2. Apply the Spread: While the toast is still warm, spread 1 tbsp of natural peanut butter evenly across the surface. The warmth of the bread will help the natural oils spread more smoothly.
3. Layer the Topping: Peel and slice half a banana into even rounds. Arrange the slices on top of the peanut butter layer, overlapping slightly if necessary to cover the surface.
4. Final Touch and Serve: Serve immediately while the bread is warm. For an extra flavor boost, sprinkle a dash of cinnamon or a few sea salt flakes on top.
Nutritional Information
Serves: 1
| Calories | 330 |
| Total Fat | 12g |
| Saturated Fat | 2g |
| Cholesterol | 0mg |
| Sodium | 230mg |
| Carbohydrates | 47g |
| Fiber | 7g |
| Sugar | 12g |
| Protein | 11g |
FAQ
Are peanut butter and banana on toast healthy?
Yes, this combination is highly nutritious. It provides a strategic balance of fiber, protein, and healthy fats, the three pillars of satiety. This nutrient trio also helps stabilize blood sugar levels.
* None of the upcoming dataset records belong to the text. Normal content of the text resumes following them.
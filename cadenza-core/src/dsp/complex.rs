// Cadenza
// Copyright (c) 2025 The Project Cadenza Developers.
//
// This Source Code Form is subject to the terms of the Mozilla Public
// License, v. 2.0. If a copy of the MPL was not distributed with this
// file, You can obtain one at https://mozilla.org/MPL/2.0/.

//! The `complex` module implements a 32-bit floating point complex number.

/// A complex number.
#[derive(Copy, Clone, Debug, Default, PartialEq)]
pub struct Complex {
    /// The real component.
    pub re: f32,
    /// The imaginary component.
    pub im: f32,
}

impl Complex {
    /// Create a new complex number.
    pub fn new(re: f32, im: f32) -> Self {
        Complex { re, im }
    }

    /// Create a complex number with a value of `0 + j0`.
    pub fn zero() -> Self {
        Complex { re: 0.0, im: 0.0 }
    }

    /// Create a unit-magnitude complex number at the given angle in radians.
    pub fn from_angle(angle: f32) -> Self {
        Complex { re: angle.cos(), im: angle.sin() }
    }

    /// Scale the complex number by a real factor.
    pub fn scale(&self, scale: f32) -> Self {
        Complex { re: self.re * scale, im: self.im * scale }
    }
}
/// Decodes the quantised DCT coefficient list of one block and returns the coefficient count
/// and the 4-bit quantiser index.
///
/// The decoder walks two parallel deques of `(position, mode)` entries: mode 0 promotes to
/// mode 1 and immediately decodes four children like mode 2 would; mode 1 splits into three
/// mode-2 children; mode 2 decodes four positions, pushing mode-3 entries at the head for
/// positions deferred to later bit-planes; mode 3 decodes a single coefficient.
fn read_dct_coeffs(
    bs: &mut BitReaderRtl<'_>,
    block: &mut [i32; 64],
    coef_idx: &mut [usize; 64],
) -> Result<(usize, usize)> {
    let mut coef_list = [0usize; 128];
    let mut mode_list = [0u8; 128];

    let mut list_start = 64;
    let mut list_end = 64;

    for &(coef, mode) in &[(4, 0u8), (24, 0), (44, 0), (1, 3), (2, 3), (3, 3)] {
        coef_list[list_end] = coef;
        mode_list[list_end] = mode;
        list_end += 1;
    }

    let mut coef_count = 0;

    let mut bits = bs.read_bits_leq32(4)? as i32 - 1;

    while bits >= 0 {
        let mut list_pos = list_start;

        while list_pos < list_end {
            if (mode_list[list_pos] == 0 && coef_list[list_pos] == 0) || !bs.read_bit()? {
                list_pos += 1;
                continue;
            }

            let mut ccoef = coef_list[list_pos];
            let mode = mode_list[list_pos];

            match mode {
                0 | 2 => {
                    if mode == 0 {
                        // Promote to mode 1 and decode four children right away.
                        coef_list[list_pos] = ccoef + 4;
                        mode_list[list_pos] = 1;
                    }
                    else {
                        coef_list[list_pos] = 0;
                        mode_list[list_pos] = 0;
                        list_pos += 1;
                    }

                    for _ in 0..4 {
                        if bs.read_bit()? {
                            list_start -= 1;
                            coef_list[list_start] = ccoef;
                            mode_list[list_start] = 3;
                        }
                        else {
                            block[SCAN_ORDER[ccoef]] = read_coef(bs, bits)?;
                            coef_idx[coef_count] = ccoef;
                            coef_count += 1;
                        }
                        ccoef += 1;
                    }
                }
                1 => {
                    mode_list[list_pos] = 2;
                    for _ in 0..3 {
                        ccoef += 4;
                        coef_list[list_end] = ccoef;
                        mode_list[list_end] = 2;
                        list_end += 1;
                    }
                }
                3 => {
                    block[SCAN_ORDER[ccoef]] = read_coef(bs, bits)?;
                    coef_idx[coef_count] = ccoef;
                    coef_count += 1;

                    coef_list[list_pos] = 0;
                    mode_list[list_pos] = 0;
                    list_pos += 1;
                }
                _ => return decode_error("bink: invalid coefficient mode"),
            }
        }

        bits -= 1;
    }

    let quant_idx = bs.read_bits_leq32(4)? as usize;

    Ok((coef_count, quant_idx))
}

/// Decodes the residue of a motion-compensated block: the same list walk as
/// [`read_dct_coeffs`], with +/-(bit-plane) values, a refinement pass over previously placed
/// coefficients, and a global budget of placed bits.
fn read_residue(bs: &mut BitReaderRtl<'_>, block: &mut [i16; 64], mut masks_count: i32) -> Result<()> {
    let mut coef_list = [0usize; 128];
    let mut mode_list = [0u8; 128];

    let mut list_start = 64;
    let mut list_end = 64;

    coef_list[list_end] = 4;
    mode_list[list_end] = 0;
    list_end += 1;
    coef_list[list_end] = 24;
    mode_list[list_end] = 0;
    list_end += 1;
    coef_list[list_end] = 44;
    mode_list[list_end] = 0;
    list_end += 1;
    coef_list[list_end] = 0;
    mode_list[list_end] = 2;
    list_end += 1;

    let mut nz_coeff = [0usize; 64];
    let mut nz_count = 0;

    let mut mask = 1i32 << bs.read_bits_leq32(3)?;

    while mask != 0 {
        // Refine the coefficients placed on earlier bit-planes.
        for &at in &nz_coeff[..nz_count] {
            if !bs.read_bit()? {
                continue;
            }

            if block[at] < 0 {
                block[at] -= mask as i16;
            }
            else {
                block[at] += mask as i16;
            }

            masks_count -= 1;
            if masks_count < 0 {
                return Ok(());
            }
        }

        let mut list_pos = list_start;

        while list_pos < list_end {
            if (mode_list[list_pos] == 0 && coef_list[list_pos] == 0) || !bs.read_bit()? {
                list_pos += 1;
                continue;
            }

            let mut ccoef = coef_list[list_pos];
            let mode = mode_list[list_pos];

            match mode {
                0 | 2 => {
                    if mode == 0 {
                        coef_list[list_pos] = ccoef + 4;
                        mode_list[list_pos] = 1;
                    }
                    else {
                        coef_list[list_pos] = 0;
                        mode_list[list_pos] = 0;
                        list_pos += 1;
                    }

                    for _ in 0..4 {
                        if bs.read_bit()? {
                            list_start -= 1;
                            coef_list[list_start] = ccoef;
                            mode_list[list_start] = 3;
                        }
                        else {
                            let at = SCAN_ORDER[ccoef];
                            nz_coeff[nz_count] = at;
                            nz_count += 1;

                            block[at] = if bs.read_bit()? { -(mask as i16) } else { mask as i16 };

                            masks_count -= 1;
                            if masks_count < 0 {
                                return Ok(());
                            }
                        }
                        ccoef += 1;
                    }
                }
                1 => {
                    mode_list[list_pos] = 2;
                    for _ in 0..3 {
                        ccoef += 4;
                        coef_list[list_end] = ccoef;
                        mode_list[list_end] = 2;
                        list_end += 1;
                    }
                }
                3 => {
                    let at = SCAN_ORDER[ccoef];
                    nz_coeff[nz_count] = at;
                    nz_count += 1;

                    block[at] = if bs.read_bit()? { -(mask as i16) } else { mask as i16 };

                    coef_list[list_pos] = 0;
                    mode_list[list_pos] = 0;
                    list_pos += 1;

                    masks_count -= 1;
                    if masks_count < 0 {
                        return Ok(());
                    }
                }
                _ => return decode_error("bink: invalid coefficient mode"),
            }
        }

        mask >>= 1;
    }

    Ok(())
}

/// Scales the decoded coefficients with the selected 4.11 fixed-point quantiser matrix.
fn unquantize(block: &mut [i32; 64], quant: &[u32; 64], coef_idx: &[usize]) {
    block[0] = block[0].wrapping_mul(quant[0] as i32) >> 11;

    for &idx in coef_idx {
        let at = SCAN_ORDER[idx];
        block[at] = block[at].wrapping_mul(quant[idx] as i32) >> 11;
    }
}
Can this recipe help with weight loss?
Thanks to the high fiber and protein content, this toast keeps you feeling full for longer, which reduces the urge to reach for processed snacks. However, since peanut butter is calorie-dense, we recommend choosing options with just peanuts and salt and sticking to a serving of 1 tbsp (approx. 15g) to enjoy the benefits while maintaining a calorie deficit.